▸ **DATA EXCERPTS**:
=== Begin Enclosure ===

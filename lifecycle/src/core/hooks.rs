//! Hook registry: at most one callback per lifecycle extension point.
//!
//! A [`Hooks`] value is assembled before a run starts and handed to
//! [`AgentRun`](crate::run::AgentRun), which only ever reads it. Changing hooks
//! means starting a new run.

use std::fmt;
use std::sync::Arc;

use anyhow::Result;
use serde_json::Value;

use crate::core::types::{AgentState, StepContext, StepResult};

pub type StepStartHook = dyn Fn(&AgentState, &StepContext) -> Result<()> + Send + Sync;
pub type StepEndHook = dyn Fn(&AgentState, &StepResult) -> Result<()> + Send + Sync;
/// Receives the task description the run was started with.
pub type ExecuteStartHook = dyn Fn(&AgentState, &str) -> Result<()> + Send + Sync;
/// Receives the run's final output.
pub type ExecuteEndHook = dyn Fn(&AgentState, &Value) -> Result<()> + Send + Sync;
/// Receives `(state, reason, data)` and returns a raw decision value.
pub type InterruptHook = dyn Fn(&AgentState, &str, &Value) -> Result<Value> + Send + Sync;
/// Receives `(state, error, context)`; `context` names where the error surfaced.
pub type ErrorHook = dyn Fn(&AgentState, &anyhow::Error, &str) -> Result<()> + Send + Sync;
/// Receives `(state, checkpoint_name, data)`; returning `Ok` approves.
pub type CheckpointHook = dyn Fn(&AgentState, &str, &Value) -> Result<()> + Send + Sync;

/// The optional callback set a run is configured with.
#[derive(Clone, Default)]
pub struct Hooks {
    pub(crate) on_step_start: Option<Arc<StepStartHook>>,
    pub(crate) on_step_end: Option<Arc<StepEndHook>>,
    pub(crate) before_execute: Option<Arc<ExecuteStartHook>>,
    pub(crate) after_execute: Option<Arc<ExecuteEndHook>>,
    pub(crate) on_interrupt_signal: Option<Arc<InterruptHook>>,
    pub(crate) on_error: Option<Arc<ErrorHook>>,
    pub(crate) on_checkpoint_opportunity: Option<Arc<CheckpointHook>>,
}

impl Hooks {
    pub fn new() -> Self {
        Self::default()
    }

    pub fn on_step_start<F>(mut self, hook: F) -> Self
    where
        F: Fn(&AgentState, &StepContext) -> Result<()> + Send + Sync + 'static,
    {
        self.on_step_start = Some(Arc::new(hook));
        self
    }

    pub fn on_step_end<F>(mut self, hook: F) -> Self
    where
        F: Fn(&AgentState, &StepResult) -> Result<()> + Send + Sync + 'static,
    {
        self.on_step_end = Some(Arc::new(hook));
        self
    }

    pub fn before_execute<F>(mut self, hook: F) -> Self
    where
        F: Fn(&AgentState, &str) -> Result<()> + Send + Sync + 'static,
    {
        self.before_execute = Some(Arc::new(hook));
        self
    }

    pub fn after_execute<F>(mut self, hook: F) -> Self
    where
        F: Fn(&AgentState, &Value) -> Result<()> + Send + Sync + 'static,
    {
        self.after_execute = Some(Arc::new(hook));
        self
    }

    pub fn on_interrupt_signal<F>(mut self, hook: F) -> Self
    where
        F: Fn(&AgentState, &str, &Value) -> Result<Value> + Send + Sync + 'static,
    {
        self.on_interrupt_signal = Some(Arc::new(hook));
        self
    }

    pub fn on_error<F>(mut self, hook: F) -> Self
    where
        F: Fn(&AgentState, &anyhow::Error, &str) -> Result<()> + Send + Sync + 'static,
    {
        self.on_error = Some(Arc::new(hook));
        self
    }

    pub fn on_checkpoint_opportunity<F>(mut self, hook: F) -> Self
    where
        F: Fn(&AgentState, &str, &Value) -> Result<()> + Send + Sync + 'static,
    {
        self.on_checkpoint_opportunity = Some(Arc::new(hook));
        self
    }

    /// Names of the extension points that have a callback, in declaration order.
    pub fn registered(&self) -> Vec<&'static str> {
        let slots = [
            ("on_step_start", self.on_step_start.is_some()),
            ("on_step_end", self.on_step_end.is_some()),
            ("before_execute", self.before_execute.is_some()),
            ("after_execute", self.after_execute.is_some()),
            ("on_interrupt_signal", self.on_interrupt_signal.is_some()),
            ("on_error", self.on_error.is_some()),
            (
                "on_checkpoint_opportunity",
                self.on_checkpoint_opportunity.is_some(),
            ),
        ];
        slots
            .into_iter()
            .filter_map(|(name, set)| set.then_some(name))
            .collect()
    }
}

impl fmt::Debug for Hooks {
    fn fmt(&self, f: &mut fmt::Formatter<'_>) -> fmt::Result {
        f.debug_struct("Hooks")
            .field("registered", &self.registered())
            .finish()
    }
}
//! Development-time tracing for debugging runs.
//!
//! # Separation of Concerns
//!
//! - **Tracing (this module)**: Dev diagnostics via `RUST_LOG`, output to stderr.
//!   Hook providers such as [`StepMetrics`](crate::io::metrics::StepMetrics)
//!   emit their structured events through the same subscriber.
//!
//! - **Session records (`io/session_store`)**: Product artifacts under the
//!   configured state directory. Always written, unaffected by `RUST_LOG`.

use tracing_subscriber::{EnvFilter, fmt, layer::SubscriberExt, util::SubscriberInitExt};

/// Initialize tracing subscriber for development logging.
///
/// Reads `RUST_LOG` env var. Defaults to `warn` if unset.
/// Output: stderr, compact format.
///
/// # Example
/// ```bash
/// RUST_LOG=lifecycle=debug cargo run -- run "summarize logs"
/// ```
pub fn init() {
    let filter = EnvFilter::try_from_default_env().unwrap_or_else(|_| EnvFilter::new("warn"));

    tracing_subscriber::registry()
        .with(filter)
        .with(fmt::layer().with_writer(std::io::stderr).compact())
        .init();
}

=== End Enclosure ===

▸ **ACTIVITY**: Each line from the first line of the entries up to and including the line containing "raw decision value." should be transcribed exactly, with all other lines left out.

▸ **ANSWER BOX**:
filename lifecycle/src/core/hooks.rs
//! Hook registry: at most one callback per lifecycle extension point.
//!
//! A [`Hooks`] value is assembled before a run starts and handed to
//! [`AgentRun`](crate::run::AgentRun), which only ever reads it. Changing hooks
//! means starting a new run.

use std::fmt;
use std::sync::Arc;

use anyhow::Result;
use serde_json::Value;

use crate::core::types::{AgentState, StepContext, StepResult};

pub type StepStartHook = dyn Fn(&AgentState, &StepContext) -> Result<()> + Send + Sync;
pub type StepEndHook = dyn Fn(&AgentState, &StepResult) -> Result<()> + Send + Sync;
/// Receives the task description the run was started with.
pub type ExecuteStartHook = dyn Fn(&AgentState, &str) -> Result<()> + Send + Sync;
/// Receives the run's final output.
pub type ExecuteEndHook = dyn Fn(&AgentState, &Value) -> Result<()> + Send + Sync;
/// Receives `(state, reason, data)` and returns a raw decision value.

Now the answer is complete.